Records supplied Block Start

use std::cell::RefCell;
use std::rc::Rc;

use wasm_bindgen::closure::Closure;
use wasm_bindgen::{JsCast, JsValue};
use web_sys::{Blob, BlobPropertyBag, Document, HtmlAnchorElement, HtmlElement, Url, Window};

use crate::controller::scheduler::{FrameCallback, FrameControl, FrameScheduler};
use crate::logging::Logger;
use crate::view::platform::{Presentation, Viewport};

pub fn js_error<E: Into<String>>(msg: E) -> JsValue {
    JsValue::from_str(&msg.into())
}

/// `requestAnimationFrame` driven frames.
pub struct AnimationFrameScheduler {
    window: Window,
}

impl AnimationFrameScheduler {
    pub fn new(window: Window) -> Self {
        Self { window }
    }
}

impl FrameScheduler for AnimationFrameScheduler {
    fn schedule(&mut self, mut callback: FrameCallback) {
        let window = self.window.clone();

        let slot = Rc::new(RefCell::new(None::<Closure<dyn FnMut()>>));
        let slot_clone = slot.clone();

        *slot.borrow_mut() = Some(Closure::wrap(Box::new(move || {
            let control = callback();
            if control == FrameControl::Halt {
                tracing::info!("animation frames stopped");
                return;
            }

            // Recursively schedule next frame
            let next = slot_clone.borrow();
            if let Some(closure) = next.as_ref() {
                if let Err(err) = window.request_animation_frame(closure.as_ref().unchecked_ref()) {
                    tracing::error!(?err, "requestAnimationFrame failed");
                }
            }
        }) as Box<dyn FnMut()>));

        if let Some(closure) = slot.borrow().as_ref() {
            if let Err(err) = self.window.request_animation_frame(closure.as_ref().unchecked_ref()) {
                tracing::error!(?err, "requestAnimationFrame failed on start");
            }
        }

        // Leak the closure to keep it alive for the page lifetime
        std::mem::forget(slot);
    }
}

/// `window.innerWidth` x `window.innerHeight`
pub struct WindowViewport {
    window: Window,
}

impl WindowViewport {
    pub fn new(window: Window) -> Self {
        Self { window }
    }
}

impl Viewport for WindowViewport {
    fn size(&self) -> (u32, u32) {
        let dim = |v: Result<JsValue, JsValue>| v.ok().and_then(|v| v.as_f64()).map_or(0, |v| v.max(0.0) as u32);
        (dim(self.window.inner_width()), dim(self.window.inner_height()))
    }
}

/// Hides the loading screen element.
pub struct DomPresentation {
    loading_screen: Option<HtmlElement>,
}

impl DomPresentation {
    pub fn new(document: &Document, loading_screen_id: &str) -> Self {
        let loading_screen = document
            .get_element_by_id(loading_screen_id)
            .and_then(|el| el.dyn_into::<HtmlElement>().ok());
        if loading_screen.is_none() {
            tracing::warn!(id = loading_screen_id, "loading screen element not found");
        }
        Self { loading_screen }
    }
}

impl Presentation for DomPresentation {
    fn dismiss_loading_screen(&mut self) {
        if let Some(el) = &self.loading_screen {
            if let Err(err) = el.style().set_property("display", "none") {
                tracing::warn!(?err, "could not hide loading screen");
            }
        }
    }
}

/// Offer the session log as a text file download.
pub fn download_log(document: &Document, logger: &dyn Logger, file_name: &str) -> Result<(), JsValue> {
    let bytes = logger.export_buffer();
    let parts = js_sys::Array::of1(&js_sys::Uint8Array::from(bytes.as_slice()));
    let options = BlobPropertyBag::new();
    options.set_type("text/plain");
    let blob = Blob::new_with_u8_array_sequence_and_options(&parts, &options)?;

    let url = Url::create_object_url_with_blob(&blob)?;
    let anchor = document
        .create_element("a")?
        .dyn_into::<HtmlAnchorElement>()
        .map_err(|_| js_error("failed to create download link"))?;
    anchor.set_href(&url);
    anchor.set_download(file_name);
    anchor.click();
    Url::revoke_object_url(&url)?;

    tracing::debug!(bytes = bytes.len(), file_name, "session log exported");
    Ok(())
}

Records supplied Block End

Description of the task:
Transcribe exactly, and only, the lines from the opening line of the records through the line containing "if let Some(closure) = slot.borrow().as_ref()".

Output of the exercise:
use std::cell::RefCell;
use std::rc::Rc;

use wasm_bindgen::closure::Closure;
use wasm_bindgen::{JsCast, JsValue};
use web_sys::{Blob, BlobPropertyBag, Document, HtmlAnchorElement, HtmlElement, Url, Window};

use crate::controller::scheduler::{FrameCallback, FrameControl, FrameScheduler};
use crate::logging::Logger;
use crate::view::platform::{Presentation, Viewport};

pub fn js_error<E: Into<String>>(msg: E) -> JsValue {
    JsValue::from_str(&msg.into())
}

/// `requestAnimationFrame` driven frames.
pub struct AnimationFrameScheduler {
    window: Window,
}

impl AnimationFrameScheduler {
    pub fn new(window: Window) -> Self {
        Self { window }
    }
}

impl FrameScheduler for AnimationFrameScheduler {
    fn schedule(&mut self, mut callback: FrameCallback) {
        let window = self.window.clone();

        let slot = Rc::new(RefCell::new(None::<Closure<dyn FnMut()>>));
        let slot_clone = slot.clone();

        *slot.borrow_mut() = Some(Closure::wrap(Box::new(move || {
            let control = callback();
            if control == FrameControl::Halt {
                tracing::info!("animation frames stopped");
                return;
            }

            // Recursively schedule next frame
            let next = slot_clone.borrow();
            if let Some(closure) = next.as_ref() {
                if let Err(err) = window.request_animation_frame(closure.as_ref().unchecked_ref()) {
                    tracing::error!(?err, "requestAnimationFrame failed");
                }
            }
        }) as Box<dyn FnMut()>));

        if let Some(closure) = slot.borrow().as_ref() {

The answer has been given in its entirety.